→ RECORDS FOR THE TASK
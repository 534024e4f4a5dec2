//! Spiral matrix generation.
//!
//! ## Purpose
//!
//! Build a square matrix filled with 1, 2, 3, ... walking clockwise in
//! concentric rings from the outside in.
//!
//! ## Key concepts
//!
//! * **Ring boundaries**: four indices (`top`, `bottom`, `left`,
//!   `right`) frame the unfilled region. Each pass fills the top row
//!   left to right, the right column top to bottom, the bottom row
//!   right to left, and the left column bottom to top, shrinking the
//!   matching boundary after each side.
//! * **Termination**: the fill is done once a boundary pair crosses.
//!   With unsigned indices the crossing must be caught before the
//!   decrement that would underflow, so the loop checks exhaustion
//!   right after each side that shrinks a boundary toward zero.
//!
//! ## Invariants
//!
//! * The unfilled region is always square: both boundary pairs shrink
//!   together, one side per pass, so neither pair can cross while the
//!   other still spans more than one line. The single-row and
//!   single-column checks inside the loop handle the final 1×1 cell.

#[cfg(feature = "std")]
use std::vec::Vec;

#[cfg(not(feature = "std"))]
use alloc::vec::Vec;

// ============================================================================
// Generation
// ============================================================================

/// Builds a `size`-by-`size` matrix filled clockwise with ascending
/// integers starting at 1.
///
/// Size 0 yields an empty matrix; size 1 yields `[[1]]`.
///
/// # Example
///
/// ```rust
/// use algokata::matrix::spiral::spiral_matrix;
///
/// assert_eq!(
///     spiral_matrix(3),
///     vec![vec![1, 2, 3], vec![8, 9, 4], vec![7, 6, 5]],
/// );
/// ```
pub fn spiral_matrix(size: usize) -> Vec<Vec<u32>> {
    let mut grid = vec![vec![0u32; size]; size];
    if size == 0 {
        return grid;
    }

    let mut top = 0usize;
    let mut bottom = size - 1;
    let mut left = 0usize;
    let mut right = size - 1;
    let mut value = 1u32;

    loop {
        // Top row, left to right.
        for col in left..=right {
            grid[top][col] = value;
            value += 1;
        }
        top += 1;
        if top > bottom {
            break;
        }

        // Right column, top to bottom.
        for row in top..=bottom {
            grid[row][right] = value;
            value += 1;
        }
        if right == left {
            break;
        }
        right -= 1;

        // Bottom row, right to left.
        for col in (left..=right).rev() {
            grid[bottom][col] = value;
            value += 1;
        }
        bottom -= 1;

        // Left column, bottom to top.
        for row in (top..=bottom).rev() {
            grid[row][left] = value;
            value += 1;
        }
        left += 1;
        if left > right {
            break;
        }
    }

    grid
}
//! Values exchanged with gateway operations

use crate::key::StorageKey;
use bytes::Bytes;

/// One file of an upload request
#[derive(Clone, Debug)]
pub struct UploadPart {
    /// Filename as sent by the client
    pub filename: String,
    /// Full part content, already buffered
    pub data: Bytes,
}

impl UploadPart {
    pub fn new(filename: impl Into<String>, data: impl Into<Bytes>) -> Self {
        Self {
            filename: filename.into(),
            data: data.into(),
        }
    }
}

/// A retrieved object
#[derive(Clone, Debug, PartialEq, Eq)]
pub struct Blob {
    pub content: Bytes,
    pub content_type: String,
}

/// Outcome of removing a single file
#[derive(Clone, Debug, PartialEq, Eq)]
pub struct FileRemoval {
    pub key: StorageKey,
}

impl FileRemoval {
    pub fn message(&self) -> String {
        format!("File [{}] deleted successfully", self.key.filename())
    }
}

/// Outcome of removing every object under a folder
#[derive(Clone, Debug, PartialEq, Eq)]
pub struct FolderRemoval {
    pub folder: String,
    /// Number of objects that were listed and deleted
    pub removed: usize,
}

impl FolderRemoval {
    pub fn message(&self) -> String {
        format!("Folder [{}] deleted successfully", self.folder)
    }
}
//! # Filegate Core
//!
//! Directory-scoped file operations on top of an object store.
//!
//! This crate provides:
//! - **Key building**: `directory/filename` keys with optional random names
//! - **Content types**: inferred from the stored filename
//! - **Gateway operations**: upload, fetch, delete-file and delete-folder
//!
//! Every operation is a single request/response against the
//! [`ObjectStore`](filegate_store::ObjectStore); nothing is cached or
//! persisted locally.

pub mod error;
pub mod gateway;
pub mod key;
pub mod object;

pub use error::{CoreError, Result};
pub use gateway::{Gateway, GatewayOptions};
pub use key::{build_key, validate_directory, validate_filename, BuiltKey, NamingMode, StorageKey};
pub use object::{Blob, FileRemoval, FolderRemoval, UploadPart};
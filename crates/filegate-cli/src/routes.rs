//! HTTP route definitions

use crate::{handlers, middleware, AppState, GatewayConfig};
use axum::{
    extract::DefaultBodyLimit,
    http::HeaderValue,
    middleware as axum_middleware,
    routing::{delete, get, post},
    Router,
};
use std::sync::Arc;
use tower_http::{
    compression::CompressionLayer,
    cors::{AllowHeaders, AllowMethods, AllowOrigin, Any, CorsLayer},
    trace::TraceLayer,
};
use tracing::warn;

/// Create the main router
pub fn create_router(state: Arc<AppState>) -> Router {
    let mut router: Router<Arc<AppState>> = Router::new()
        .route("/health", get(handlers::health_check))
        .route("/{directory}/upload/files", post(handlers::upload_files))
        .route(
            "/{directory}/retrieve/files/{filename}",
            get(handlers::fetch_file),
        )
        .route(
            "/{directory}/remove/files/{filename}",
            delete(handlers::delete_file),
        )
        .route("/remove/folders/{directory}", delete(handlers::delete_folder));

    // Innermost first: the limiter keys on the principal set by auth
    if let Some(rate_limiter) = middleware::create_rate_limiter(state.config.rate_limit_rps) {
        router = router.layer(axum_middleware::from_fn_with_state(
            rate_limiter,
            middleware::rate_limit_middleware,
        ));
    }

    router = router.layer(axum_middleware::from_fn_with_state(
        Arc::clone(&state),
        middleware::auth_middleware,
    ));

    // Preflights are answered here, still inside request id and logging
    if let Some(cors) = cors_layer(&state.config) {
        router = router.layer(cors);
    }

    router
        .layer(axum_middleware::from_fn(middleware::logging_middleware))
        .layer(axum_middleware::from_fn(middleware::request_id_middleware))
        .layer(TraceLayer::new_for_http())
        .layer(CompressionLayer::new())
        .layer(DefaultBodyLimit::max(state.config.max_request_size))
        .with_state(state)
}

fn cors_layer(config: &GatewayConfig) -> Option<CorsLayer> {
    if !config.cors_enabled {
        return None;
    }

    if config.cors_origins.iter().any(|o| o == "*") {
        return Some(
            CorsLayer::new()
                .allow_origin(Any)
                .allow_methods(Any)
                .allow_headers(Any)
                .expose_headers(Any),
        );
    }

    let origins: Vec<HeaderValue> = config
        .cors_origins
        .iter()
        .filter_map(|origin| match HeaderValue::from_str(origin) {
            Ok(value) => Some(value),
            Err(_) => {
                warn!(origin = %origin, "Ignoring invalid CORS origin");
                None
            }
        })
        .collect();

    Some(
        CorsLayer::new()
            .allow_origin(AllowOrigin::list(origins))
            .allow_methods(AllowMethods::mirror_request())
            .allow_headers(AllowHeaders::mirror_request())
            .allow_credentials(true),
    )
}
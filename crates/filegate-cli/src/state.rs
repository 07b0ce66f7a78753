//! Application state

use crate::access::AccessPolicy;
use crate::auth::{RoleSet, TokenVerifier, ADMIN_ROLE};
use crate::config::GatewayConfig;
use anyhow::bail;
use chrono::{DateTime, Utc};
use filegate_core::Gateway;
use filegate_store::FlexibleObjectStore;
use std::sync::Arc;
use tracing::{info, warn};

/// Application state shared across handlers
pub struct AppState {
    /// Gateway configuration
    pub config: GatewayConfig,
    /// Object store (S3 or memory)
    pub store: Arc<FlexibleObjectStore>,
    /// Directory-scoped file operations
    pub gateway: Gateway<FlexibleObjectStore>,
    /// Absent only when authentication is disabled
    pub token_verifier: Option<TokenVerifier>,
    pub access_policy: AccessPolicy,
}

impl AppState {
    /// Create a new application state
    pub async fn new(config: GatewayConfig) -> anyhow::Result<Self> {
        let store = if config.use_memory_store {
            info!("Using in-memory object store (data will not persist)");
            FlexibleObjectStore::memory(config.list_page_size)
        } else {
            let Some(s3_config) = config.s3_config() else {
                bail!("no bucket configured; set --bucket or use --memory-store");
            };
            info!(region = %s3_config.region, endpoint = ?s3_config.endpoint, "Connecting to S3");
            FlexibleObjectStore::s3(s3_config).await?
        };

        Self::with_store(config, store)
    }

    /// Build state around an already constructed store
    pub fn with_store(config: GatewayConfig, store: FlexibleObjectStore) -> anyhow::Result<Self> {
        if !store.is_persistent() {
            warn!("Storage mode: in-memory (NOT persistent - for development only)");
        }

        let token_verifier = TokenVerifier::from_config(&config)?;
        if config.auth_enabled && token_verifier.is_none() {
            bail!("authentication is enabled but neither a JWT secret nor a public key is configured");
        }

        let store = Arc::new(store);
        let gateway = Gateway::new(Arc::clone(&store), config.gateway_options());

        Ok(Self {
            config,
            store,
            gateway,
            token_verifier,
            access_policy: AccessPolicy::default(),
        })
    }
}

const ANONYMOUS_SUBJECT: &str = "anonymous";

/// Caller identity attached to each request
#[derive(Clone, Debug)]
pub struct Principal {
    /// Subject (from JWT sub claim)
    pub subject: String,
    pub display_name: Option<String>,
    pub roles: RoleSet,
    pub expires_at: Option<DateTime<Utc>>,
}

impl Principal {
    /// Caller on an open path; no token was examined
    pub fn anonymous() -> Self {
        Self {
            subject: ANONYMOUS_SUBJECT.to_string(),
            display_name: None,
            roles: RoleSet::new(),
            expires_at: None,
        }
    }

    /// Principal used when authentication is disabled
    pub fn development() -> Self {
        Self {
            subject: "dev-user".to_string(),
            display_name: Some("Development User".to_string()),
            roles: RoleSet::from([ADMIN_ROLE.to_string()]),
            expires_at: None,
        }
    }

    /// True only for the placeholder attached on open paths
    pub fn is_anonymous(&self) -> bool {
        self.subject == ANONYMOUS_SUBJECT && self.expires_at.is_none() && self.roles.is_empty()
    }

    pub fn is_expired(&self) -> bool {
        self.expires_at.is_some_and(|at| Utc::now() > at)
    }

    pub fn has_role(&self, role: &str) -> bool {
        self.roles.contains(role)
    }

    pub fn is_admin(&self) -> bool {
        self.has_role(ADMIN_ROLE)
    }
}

---

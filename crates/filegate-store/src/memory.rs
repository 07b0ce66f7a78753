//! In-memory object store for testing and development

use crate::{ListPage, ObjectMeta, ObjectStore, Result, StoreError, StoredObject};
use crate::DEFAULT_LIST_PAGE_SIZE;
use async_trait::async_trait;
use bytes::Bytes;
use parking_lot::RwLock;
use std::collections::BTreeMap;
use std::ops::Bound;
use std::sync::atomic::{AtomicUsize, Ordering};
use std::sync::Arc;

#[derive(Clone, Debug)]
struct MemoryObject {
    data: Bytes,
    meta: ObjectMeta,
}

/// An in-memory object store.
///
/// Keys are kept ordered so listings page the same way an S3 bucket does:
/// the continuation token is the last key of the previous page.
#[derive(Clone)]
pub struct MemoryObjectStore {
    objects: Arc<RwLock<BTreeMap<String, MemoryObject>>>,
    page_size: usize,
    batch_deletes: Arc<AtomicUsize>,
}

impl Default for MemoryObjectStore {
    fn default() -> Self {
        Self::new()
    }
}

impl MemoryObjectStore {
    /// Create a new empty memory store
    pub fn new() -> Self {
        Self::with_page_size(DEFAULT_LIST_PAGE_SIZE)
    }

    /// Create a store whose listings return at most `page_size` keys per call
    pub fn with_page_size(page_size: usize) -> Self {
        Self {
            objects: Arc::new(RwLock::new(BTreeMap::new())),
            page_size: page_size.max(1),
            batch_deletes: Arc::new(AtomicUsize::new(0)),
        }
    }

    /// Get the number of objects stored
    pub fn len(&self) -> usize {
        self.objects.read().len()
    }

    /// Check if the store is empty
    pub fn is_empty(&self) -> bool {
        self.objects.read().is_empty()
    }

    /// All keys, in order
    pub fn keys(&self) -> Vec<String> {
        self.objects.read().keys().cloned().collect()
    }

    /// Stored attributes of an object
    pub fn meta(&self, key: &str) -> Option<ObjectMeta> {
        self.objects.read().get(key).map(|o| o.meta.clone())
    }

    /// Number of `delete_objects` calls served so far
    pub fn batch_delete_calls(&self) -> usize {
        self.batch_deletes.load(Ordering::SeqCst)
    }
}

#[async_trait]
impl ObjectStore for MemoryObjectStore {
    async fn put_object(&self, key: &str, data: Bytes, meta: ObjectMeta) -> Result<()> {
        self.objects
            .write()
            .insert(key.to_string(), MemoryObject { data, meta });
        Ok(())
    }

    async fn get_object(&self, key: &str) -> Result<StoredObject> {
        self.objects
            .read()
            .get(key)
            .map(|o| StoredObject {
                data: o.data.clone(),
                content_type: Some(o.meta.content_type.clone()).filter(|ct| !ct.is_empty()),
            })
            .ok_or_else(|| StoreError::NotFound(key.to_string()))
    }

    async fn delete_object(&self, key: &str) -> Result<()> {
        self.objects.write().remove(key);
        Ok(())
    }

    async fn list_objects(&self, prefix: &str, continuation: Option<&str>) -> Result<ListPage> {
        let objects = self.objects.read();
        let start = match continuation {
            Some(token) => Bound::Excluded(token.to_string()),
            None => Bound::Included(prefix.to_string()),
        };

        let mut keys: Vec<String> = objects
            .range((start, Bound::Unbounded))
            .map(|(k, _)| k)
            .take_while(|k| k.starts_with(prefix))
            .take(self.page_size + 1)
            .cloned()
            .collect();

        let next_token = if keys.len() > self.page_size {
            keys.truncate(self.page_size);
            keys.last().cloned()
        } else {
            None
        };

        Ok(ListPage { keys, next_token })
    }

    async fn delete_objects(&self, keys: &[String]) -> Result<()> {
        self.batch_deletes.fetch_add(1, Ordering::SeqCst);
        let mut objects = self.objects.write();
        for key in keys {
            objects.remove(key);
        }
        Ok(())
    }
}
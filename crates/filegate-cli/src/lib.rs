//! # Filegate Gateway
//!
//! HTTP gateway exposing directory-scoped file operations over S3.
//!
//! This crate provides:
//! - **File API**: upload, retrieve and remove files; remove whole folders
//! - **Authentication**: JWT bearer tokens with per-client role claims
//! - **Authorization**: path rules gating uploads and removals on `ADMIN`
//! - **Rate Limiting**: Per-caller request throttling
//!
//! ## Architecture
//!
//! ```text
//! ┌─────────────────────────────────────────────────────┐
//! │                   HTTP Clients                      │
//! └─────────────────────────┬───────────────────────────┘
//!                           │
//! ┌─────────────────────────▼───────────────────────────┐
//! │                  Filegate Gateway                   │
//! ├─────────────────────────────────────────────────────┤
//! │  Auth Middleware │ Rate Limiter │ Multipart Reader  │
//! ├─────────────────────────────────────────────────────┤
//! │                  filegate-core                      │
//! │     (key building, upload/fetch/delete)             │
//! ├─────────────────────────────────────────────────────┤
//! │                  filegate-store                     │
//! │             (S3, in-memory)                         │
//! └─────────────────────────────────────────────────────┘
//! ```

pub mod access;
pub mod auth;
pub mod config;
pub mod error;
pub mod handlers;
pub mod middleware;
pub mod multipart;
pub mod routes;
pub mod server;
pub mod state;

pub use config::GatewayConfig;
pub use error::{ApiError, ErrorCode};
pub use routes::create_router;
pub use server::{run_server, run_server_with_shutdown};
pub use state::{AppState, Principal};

==

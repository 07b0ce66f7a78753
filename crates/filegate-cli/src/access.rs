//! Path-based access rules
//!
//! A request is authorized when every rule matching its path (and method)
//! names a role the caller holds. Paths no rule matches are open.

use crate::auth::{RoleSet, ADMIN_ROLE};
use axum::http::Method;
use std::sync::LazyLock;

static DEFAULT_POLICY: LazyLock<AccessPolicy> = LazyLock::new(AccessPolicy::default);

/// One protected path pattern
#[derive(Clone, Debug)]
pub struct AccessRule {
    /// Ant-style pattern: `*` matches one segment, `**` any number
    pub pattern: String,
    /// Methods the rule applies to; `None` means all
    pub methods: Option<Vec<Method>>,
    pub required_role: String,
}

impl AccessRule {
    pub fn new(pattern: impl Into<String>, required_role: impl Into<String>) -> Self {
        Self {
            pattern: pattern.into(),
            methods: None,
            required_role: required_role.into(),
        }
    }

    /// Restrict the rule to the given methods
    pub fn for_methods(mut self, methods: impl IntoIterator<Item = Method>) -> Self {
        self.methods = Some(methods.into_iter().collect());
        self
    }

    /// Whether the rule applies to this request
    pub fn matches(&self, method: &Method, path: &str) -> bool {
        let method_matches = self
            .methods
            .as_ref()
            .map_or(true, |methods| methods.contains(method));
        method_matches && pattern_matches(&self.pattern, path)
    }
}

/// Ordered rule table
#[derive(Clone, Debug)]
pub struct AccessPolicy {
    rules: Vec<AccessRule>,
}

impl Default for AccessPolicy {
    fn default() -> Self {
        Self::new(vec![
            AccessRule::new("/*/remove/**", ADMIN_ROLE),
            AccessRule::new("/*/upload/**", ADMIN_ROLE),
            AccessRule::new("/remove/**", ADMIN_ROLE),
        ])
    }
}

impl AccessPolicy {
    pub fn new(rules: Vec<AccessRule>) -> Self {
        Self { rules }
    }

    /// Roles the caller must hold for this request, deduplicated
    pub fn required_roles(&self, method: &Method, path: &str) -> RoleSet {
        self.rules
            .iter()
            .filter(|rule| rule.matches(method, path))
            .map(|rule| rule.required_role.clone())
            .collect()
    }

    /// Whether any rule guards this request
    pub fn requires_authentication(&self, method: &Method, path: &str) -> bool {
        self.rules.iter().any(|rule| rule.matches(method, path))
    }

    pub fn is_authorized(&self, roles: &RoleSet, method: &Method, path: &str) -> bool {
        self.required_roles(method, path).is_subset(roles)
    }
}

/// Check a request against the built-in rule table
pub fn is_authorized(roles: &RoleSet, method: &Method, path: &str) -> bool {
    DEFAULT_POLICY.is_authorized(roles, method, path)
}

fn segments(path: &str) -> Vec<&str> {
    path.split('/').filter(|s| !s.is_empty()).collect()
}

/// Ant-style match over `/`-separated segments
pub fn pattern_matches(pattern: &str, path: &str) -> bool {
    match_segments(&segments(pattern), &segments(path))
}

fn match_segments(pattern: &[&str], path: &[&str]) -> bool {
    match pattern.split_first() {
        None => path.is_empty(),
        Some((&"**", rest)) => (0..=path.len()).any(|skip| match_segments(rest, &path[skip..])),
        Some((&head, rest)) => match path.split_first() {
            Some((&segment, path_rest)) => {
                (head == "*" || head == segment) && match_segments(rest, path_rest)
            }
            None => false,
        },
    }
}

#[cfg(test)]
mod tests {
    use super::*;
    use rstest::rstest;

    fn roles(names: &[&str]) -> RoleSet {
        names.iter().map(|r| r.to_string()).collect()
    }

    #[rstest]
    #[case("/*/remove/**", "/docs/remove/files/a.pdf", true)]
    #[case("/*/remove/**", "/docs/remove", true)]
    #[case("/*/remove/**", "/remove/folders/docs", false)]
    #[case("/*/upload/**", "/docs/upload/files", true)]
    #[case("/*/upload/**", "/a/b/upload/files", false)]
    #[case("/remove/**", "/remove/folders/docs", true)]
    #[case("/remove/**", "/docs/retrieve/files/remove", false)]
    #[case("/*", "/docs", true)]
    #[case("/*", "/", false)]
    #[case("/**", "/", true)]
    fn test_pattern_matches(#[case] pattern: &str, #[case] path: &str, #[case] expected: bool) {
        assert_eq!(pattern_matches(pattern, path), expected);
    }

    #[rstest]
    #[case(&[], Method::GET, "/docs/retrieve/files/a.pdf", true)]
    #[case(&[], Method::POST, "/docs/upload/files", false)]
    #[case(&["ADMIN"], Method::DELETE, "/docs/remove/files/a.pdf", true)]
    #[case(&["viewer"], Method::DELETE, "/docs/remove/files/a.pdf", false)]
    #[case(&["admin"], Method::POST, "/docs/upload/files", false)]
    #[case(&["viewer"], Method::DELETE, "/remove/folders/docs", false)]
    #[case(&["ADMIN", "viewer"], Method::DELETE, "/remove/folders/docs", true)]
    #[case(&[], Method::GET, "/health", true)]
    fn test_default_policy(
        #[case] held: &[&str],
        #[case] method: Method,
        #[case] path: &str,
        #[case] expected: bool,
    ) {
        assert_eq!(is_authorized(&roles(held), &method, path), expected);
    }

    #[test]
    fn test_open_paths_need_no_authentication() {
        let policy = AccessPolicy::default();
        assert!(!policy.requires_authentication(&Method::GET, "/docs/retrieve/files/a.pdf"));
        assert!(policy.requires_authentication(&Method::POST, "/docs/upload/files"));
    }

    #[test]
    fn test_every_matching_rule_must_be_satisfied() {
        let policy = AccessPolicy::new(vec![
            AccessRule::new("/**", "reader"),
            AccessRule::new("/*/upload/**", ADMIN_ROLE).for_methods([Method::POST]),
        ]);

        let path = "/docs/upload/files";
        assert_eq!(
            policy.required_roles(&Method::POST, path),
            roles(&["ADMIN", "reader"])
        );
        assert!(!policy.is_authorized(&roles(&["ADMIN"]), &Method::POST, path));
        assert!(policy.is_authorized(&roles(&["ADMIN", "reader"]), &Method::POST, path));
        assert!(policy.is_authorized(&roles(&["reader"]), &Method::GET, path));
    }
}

→ TASK GOAL
Show, from the records above, every line that includes "AllowOrigin".

→ ANSWER SECTION
    cors::{AllowHeaders, AllowMethods, AllowOrigin, Any, CorsLayer},
            .allow_origin(AllowOrigin::list(origins))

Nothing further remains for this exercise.